Assignment: From the records below, transcribe only the lines running from the one with "self.base_url = url;" through the one with "pub fn save(&self)". Keep both of those end lines.

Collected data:
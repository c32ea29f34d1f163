//! Application configuration management.
//!
//! This module handles loading and saving the client configuration: the API
//! base URL, request timeout, where credentials are kept, and the last used
//! username.
//!
//! Configuration is stored at `~/.config/nhansu/config.json`. The
//! `NHANSU_API_URL` and `NHANSU_STORAGE` environment variables override it.

use std::path::PathBuf;
use std::str::FromStr;
use std::sync::Arc;
use std::time::Duration;

use anyhow::{Context, Result};
use serde::{Deserialize, Serialize};
use tracing::debug;

use crate::api::{ReqwestTransport, DEFAULT_TIMEOUT_SECS};
use crate::auth::{CredentialStore, FileStorage, KeyringStorage, SessionController};

/// Application name used for config/cache directory paths
const APP_NAME: &str = "nhansu";

/// Config file name
const CONFIG_FILE: &str = "config.json";

pub const DEFAULT_BASE_URL: &str = "http://127.0.0.1:8000/api";

const ENV_API_URL: &str = "NHANSU_API_URL";
const ENV_STORAGE: &str = "NHANSU_STORAGE";

#[derive(Debug, Clone, Copy, Default, PartialEq, Eq, Serialize, Deserialize)]
#[serde(rename_all = "lowercase")]
pub enum StorageKind {
    #[default]
    File,
    Keyring,
    Memory,
}

impl FromStr for StorageKind {
    type Err = anyhow::Error;

    fn from_str(s: &str) -> Result<Self> {
        match s.trim().to_ascii_lowercase().as_str() {
            "file" => Ok(StorageKind::File),
            "keyring" => Ok(StorageKind::Keyring),
            "memory" => Ok(StorageKind::Memory),
            other => Err(anyhow::anyhow!("Unknown credential storage: {}", other)),
        }
    }
}

fn default_base_url() -> String {
    DEFAULT_BASE_URL.to_string()
}

fn default_timeout() -> u64 {
    DEFAULT_TIMEOUT_SECS
}

#[derive(Debug, Clone, Serialize, Deserialize)]
pub struct Config {
    #[serde(default = "default_base_url")]
    pub base_url: String,
    #[serde(default = "default_timeout")]
    pub request_timeout_secs: u64,
    #[serde(default)]
    pub storage: StorageKind,
    #[serde(default)]
    pub last_username: Option<String>,
}

impl Default for Config {
    fn default() -> Self {
        Self {
            base_url: default_base_url(),
            request_timeout_secs: default_timeout(),
            storage: StorageKind::default(),
            last_username: None,
        }
    }
}

impl Config {
    pub fn load() -> Result<Self> {
        let path = Self::config_path()?;
        let mut config = Self::load_from(&path)?;
        config.apply_env(|key| std::env::var(key).ok())?;
        Ok(config)
    }

    pub fn load_from(path: &std::path::Path) -> Result<Self> {
        if path.exists() {
            let contents = std::fs::read_to_string(path).context("Failed to read config file")?;
            serde_json::from_str(&contents).context("Failed to parse config file")
        } else {
            Ok(Self::default())
        }
    }

    /// Apply environment overrides; `lookup` stands in for `std::env::var`.
    pub fn apply_env(&mut self, lookup: impl Fn(&str) -> Option<String>) -> Result<()> {
        if let Some(url) = lookup(ENV_API_URL).filter(|v| !v.is_empty()) {
            debug!(url = %url, "API URL overridden from environment");
            self.base_url = url;
        }
        if let Some(storage) = lookup(ENV_STORAGE).filter(|v| !v.is_empty()) {
            self.storage = storage.parse()?;
        }
        Ok(())
    }

    pub fn save(&self) -> Result<()> {
        let path = Self::config_path()?;
        self.save_to(&path)
    }

    pub fn save_to(&self, path: &std::path::Path) -> Result<()> {
        if let Some(parent) = path.parent() {
            std::fs::create_dir_all(parent)?;
        }
        let contents = serde_json::to_string_pretty(self)?;
        std::fs::write(path, contents)?;
        Ok(())
    }

    fn config_path() -> Result<PathBuf> {
        let config_dir = dirs::config_dir()
            .ok_or_else(|| anyhow::anyhow!("Could not find config directory"))?;
        Ok(config_dir.join(APP_NAME).join(CONFIG_FILE))
    }

    pub fn cache_dir(&self) -> Result<PathBuf> {
        let cache_dir = dirs::cache_dir()
            .ok_or_else(|| anyhow::anyhow!("Could not find cache directory"))?;
        Ok(cache_dir.join(APP_NAME))
    }

    /// Open the configured credential backend.
    pub fn open_store(&self) -> Result<CredentialStore> {
        match self.storage {
            StorageKind::File => CredentialStore::open(FileStorage::new(self.cache_dir()?)),
            StorageKind::Keyring => CredentialStore::open(KeyringStorage::new()),
            StorageKind::Memory => Ok(CredentialStore::in_memory()),
        }
    }

    pub fn transport(&self) -> Result<ReqwestTransport> {
        let timeout = Duration::from_secs(self.request_timeout_secs);
        ReqwestTransport::with_timeout(&self.base_url, timeout).context("Failed to create HTTP client")
    }

    /// Wire store, transport and session together.
    pub fn session(&self) -> Result<SessionController> {
        let store = Arc::new(self.open_store()?);
        let transport = Arc::new(self.transport()?);
        Ok(SessionController::new(transport, store))
    }
}
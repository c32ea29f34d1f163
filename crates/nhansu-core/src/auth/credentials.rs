use std::sync::{Arc, RwLock, RwLockReadGuard, RwLockWriteGuard};

use anyhow::Result;
use serde::{Deserialize, Serialize};
use tracing::{debug, warn};

use super::storage::{MemoryStorage, TokenStorage};

/// The access/refresh token pair as persisted in the `access_token` and
/// `refresh_token` slots. An absent slot is `None`.
#[derive(Debug, Clone, Default, PartialEq, Eq, Serialize, Deserialize)]
pub struct CredentialPair {
    #[serde(default)]
    pub access_token: Option<String>,
    #[serde(default)]
    pub refresh_token: Option<String>,
}

impl CredentialPair {
    pub fn new(access_token: impl Into<String>, refresh_token: impl Into<String>) -> Self {
        Self {
            access_token: Some(access_token.into()),
            refresh_token: Some(refresh_token.into()),
        }
    }

    pub fn is_empty(&self) -> bool {
        self.access_token.is_none() && self.refresh_token.is_none()
    }
}

/// Holder of the current credentials.
///
/// Reads come from an in-memory mirror so every `set`/`clear` is visible to
/// the next `get` immediately; each write also goes through to the durable
/// [`TokenStorage`] backend. The store never inspects token validity.
pub struct CredentialStore {
    current: RwLock<CredentialPair>,
    backend: Box<dyn TokenStorage>,
}

impl CredentialStore {
    /// Open a store over a durable backend, loading whatever it holds.
    pub fn open(backend: impl TokenStorage + 'static) -> Result<Self> {
        let current = backend.load()?;
        debug!(
            backend = backend.name(),
            has_access = current.access_token.is_some(),
            has_refresh = current.refresh_token.is_some(),
            "Credential store opened"
        );
        Ok(Self {
            current: RwLock::new(current),
            backend: Box::new(backend),
        })
    }

    /// A non-durable store, mostly for tests and throwaway sessions.
    pub fn in_memory() -> Self {
        Self {
            current: RwLock::new(CredentialPair::default()),
            backend: Box::new(MemoryStorage::new()),
        }
    }

    pub fn shared(self) -> Arc<Self> {
        Arc::new(self)
    }

    pub fn get(&self) -> CredentialPair {
        self.read().clone()
    }

    pub fn access_token(&self) -> Option<String> {
        self.read().access_token.clone()
    }

    pub fn refresh_token(&self) -> Option<String> {
        self.read().refresh_token.clone()
    }

    pub fn set(&self, pair: CredentialPair) {
        let mut current = self.write();
        self.persist(&pair);
        *current = pair;
    }

    /// Replace the access token after a refresh. The refresh token is kept
    /// unless the server rotated it.
    pub fn set_access_token(&self, access_token: String, rotated_refresh: Option<String>) {
        let mut current = self.write();
        let pair = CredentialPair {
            access_token: Some(access_token),
            refresh_token: rotated_refresh.or_else(|| current.refresh_token.take()),
        };
        self.persist(&pair);
        *current = pair;
    }

    /// Like [`set_access_token`](Self::set_access_token), but only while the
    /// stored refresh token is still `expected`. Returns whether it wrote.
    pub fn compare_and_set_access(
        &self,
        expected: &str,
        access_token: String,
        rotated_refresh: Option<String>,
    ) -> bool {
        let mut current = self.write();
        if current.refresh_token.as_deref() != Some(expected) {
            return false;
        }
        let pair = CredentialPair {
            access_token: Some(access_token),
            refresh_token: rotated_refresh.or_else(|| current.refresh_token.take()),
        };
        self.persist(&pair);
        *current = pair;
        true
    }

    /// Clear only while the stored refresh token is still `expected`.
    pub fn clear_if_refresh(&self, expected: &str) -> bool {
        let mut current = self.write();
        if current.refresh_token.as_deref() != Some(expected) {
            return false;
        }
        if let Err(e) = self.backend.clear() {
            warn!(backend = self.backend.name(), error = %e, "Failed to clear stored credentials");
        }
        *current = CredentialPair::default();
        true
    }

    pub fn clear(&self) {
        let mut current = self.write();
        if let Err(e) = self.backend.clear() {
            warn!(backend = self.backend.name(), error = %e, "Failed to clear stored credentials");
        }
        *current = CredentialPair::default();
    }

    /// Backend failures are logged, not returned: the running process keeps
    /// working from the in-memory pair.
    fn persist(&self, pair: &CredentialPair) {
        if let Err(e) = self.backend.save(pair) {
            warn!(backend = self.backend.name(), error = %e, "Failed to persist credentials");
        }
    }

    fn read(&self) -> RwLockReadGuard<'_, CredentialPair> {
        self.current.read().unwrap_or_else(|poisoned| poisoned.into_inner())
    }

    fn write(&self) -> RwLockWriteGuard<'_, CredentialPair> {
        self.current.write().unwrap_or_else(|poisoned| poisoned.into_inner())
    }
}
use serde::{Deserialize, Serialize};

#[derive(Debug, Clone, PartialEq, Eq, Serialize, Deserialize)]
pub struct Department {
    #[serde(default, skip_serializing_if = "Option::is_none")]
    pub id: Option<i64>,
    #[serde(rename = "ten_phong_ban")]
    pub name: String,
}

#[derive(Debug, Clone, PartialEq, Eq, Serialize, Deserialize)]
pub struct Position {
    #[serde(default, skip_serializing_if = "Option::is_none")]
    pub id: Option<i64>,
    #[serde(rename = "ten_chuc_vu")]
    pub name: String,
}

impl Department {
    pub fn new(name: impl Into<String>) -> Self {
        Self {
            id: None,
            name: name.into(),
        }
    }
}

impl Position {
    pub fn new(name: impl Into<String>) -> Self {
        Self {
            id: None,
            name: name.into(),
        }
    }
}

#[cfg(test)]
mod tests {
    use super::*;

    #[test]
    fn test_parse_department() {
        let dept: Department = serde_json::from_str(r#"{"id": 2, "ten_phong_ban": "Kế toán"}"#)
            .expect("Failed to parse department");
        assert_eq!(dept.id, Some(2));
        assert_eq!(dept.name, "Kế toán");
    }

    #[test]
    fn test_new_position_omits_id() {
        let body = serde_json::to_value(Position::new("Trưởng phòng")).expect("serializes");
        assert_eq!(body, serde_json::json!({"ten_chuc_vu": "Trưởng phòng"}));
    }
}
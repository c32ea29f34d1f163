use chrono::{NaiveDate, NaiveTime};
use serde::{Deserialize, Serialize};

/// One day's check-in for an employee. `check_out` is empty while the
/// employee is still at work.
#[derive(Debug, Clone, Serialize, Deserialize)]
pub struct AttendanceRecord {
    pub id: i64,
    #[serde(rename = "nhan_vien")]
    pub employee_id: i64,
    #[serde(rename = "ngay")]
    pub date: NaiveDate,
    #[serde(rename = "gio_vao")]
    pub check_in: NaiveTime,
    #[serde(rename = "gio_ra", default)]
    pub check_out: Option<NaiveTime>,
}

impl AttendanceRecord {
    /// Minutes between check-in and check-out, if checked out.
    pub fn minutes_worked(&self) -> Option<i64> {
        self.check_out
            .map(|out| (out - self.check_in).num_minutes())
            .filter(|minutes| *minutes >= 0)
    }

    pub fn hours_display(&self) -> String {
        match self.minutes_worked() {
            Some(minutes) => format!("{}h{:02}", minutes / 60, minutes % 60),
            None => "working".to_string(),
        }
    }
}

#[derive(Debug, Clone, Serialize)]
pub struct NewAttendanceRecord {
    #[serde(rename = "nhan_vien")]
    pub employee_id: i64,
    #[serde(rename = "ngay")]
    pub date: NaiveDate,
    #[serde(rename = "gio_vao")]
    pub check_in: NaiveTime,
    #[serde(rename = "gio_ra", skip_serializing_if = "Option::is_none")]
    pub check_out: Option<NaiveTime>,
}
use thiserror::Error;

use crate::auth::RefreshError;

/// A failure to complete an HTTP exchange at all (connect, TLS, timeout, body read).
///
/// Only the message is kept so the error can be cloned and handed to every
/// caller waiting on the same refresh exchange.
#[derive(Error, Debug, Clone, PartialEq, Eq)]
#[error("{message}")]
pub struct TransportError {
    message: String,
}

impl TransportError {
    pub fn new(message: impl Into<String>) -> Self {
        Self {
            message: message.into(),
        }
    }

    pub fn message(&self) -> &str {
        &self.message
    }
}

impl From<reqwest::Error> for TransportError {
    fn from(err: reqwest::Error) -> Self {
        if err.is_timeout() {
            Self::new(format!("request timed out: {}", err))
        } else {
            Self::new(err.to_string())
        }
    }
}

/// Outcome of [`RequestDispatcher::send`](super::RequestDispatcher::send) when no
/// usable response can be handed back.
#[derive(Error, Debug, Clone)]
pub enum DispatchError {
    #[error("Network error: {0}")]
    NetworkError(#[from] TransportError),

    /// Authorization was rejected and could not be recovered with a refresh.
    /// The session has been torn down by the time the caller sees this.
    #[error("Authorization expired (status {status})")]
    AuthExpired {
        status: u16,
        #[source]
        refresh: Option<RefreshError>,
    },
}

impl DispatchError {
    pub fn is_auth_expired(&self) -> bool {
        matches!(self, DispatchError::AuthExpired { .. })
    }
}

#[derive(Error, Debug)]
pub enum ApiError {
    #[error(transparent)]
    Dispatch(#[from] DispatchError),

    #[error("Rejected by server: {0}")]
    BadRequest(String),

    #[error("Resource not found: {0}")]
    NotFound(String),

    #[error("Rate limited - please wait before retrying")]
    RateLimited,

    #[error("Server error: {0}")]
    ServerError(String),

    #[error("Invalid response: {0}")]
    InvalidResponse(String),
}

/// Maximum length for error response bodies in error messages
const MAX_ERROR_BODY_LENGTH: usize = 500;

impl ApiError {
    /// Truncate a response body to avoid logging excessive data
    fn truncate_body(body: &str) -> String {
        if body.len() <= MAX_ERROR_BODY_LENGTH {
            body.to_string()
        } else {
            let mut end = MAX_ERROR_BODY_LENGTH;
            while !body.is_char_boundary(end) {
                end -= 1;
            }
            format!("{}... (truncated, {} total bytes)", &body[..end], body.len())
        }
    }

    /// Classify a non-success status that the dispatcher passed through.
    pub fn from_status(status: reqwest::StatusCode, body: &str) -> Self {
        let truncated = Self::truncate_body(body);
        match status.as_u16() {
            400 | 409 | 422 => ApiError::BadRequest(truncated),
            404 => ApiError::NotFound(truncated),
            429 => ApiError::RateLimited,
            500..=599 => ApiError::ServerError(truncated),
            _ => ApiError::InvalidResponse(format!("Status {}: {}", status, truncated)),
        }
    }

    pub fn is_auth_expired(&self) -> bool {
        matches!(self, ApiError::Dispatch(err) if err.is_auth_expired())
    }
}

#[cfg(test)]
mod tests {
    use super::*;
    use reqwest::StatusCode;

    #[test]
    fn test_from_status_classification() {
        assert!(matches!(
            ApiError::from_status(StatusCode::BAD_REQUEST, "{\"error\":\"already processed\"}"),
            ApiError::BadRequest(body) if body.contains("already processed")
        ));
        assert!(matches!(ApiError::from_status(StatusCode::NOT_FOUND, ""), ApiError::NotFound(_)));
        assert!(matches!(ApiError::from_status(StatusCode::TOO_MANY_REQUESTS, ""), ApiError::RateLimited));
        assert!(matches!(ApiError::from_status(StatusCode::BAD_GATEWAY, "oops"), ApiError::ServerError(_)));
        assert!(matches!(ApiError::from_status(StatusCode::IM_A_TEAPOT, ""), ApiError::InvalidResponse(_)));
    }

    #[test]
    fn test_truncate_body() {
        let long = "x".repeat(MAX_ERROR_BODY_LENGTH + 20);
        let truncated = ApiError::truncate_body(&long);
        assert!(truncated.starts_with(&"x".repeat(MAX_ERROR_BODY_LENGTH)));
        assert!(truncated.contains("truncated, 520 total bytes"));

        assert_eq!(ApiError::truncate_body("short"), "short");
    }

    #[test]
    fn test_truncate_body_respects_char_boundaries() {
        let long = "é".repeat(MAX_ERROR_BODY_LENGTH);
        let truncated = ApiError::truncate_body(&long);
        assert!(truncated.contains("truncated"));
    }

    #[test]
    fn test_auth_expired_detection() {
        let err = ApiError::from(DispatchError::AuthExpired { status: 401, refresh: None });
        assert!(err.is_auth_expired());

        let err = ApiError::from(DispatchError::NetworkError(TransportError::new("down")));
        assert!(!err.is_auth_expired());
    }
}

Written solution:
            self.base_url = url;
        }
        if let Some(storage) = lookup(ENV_STORAGE).filter(|v| !v.is_empty()) {
            self.storage = storage.parse()?;
        }
        Ok(())
    }

    pub fn save(&self) -> Result<()> {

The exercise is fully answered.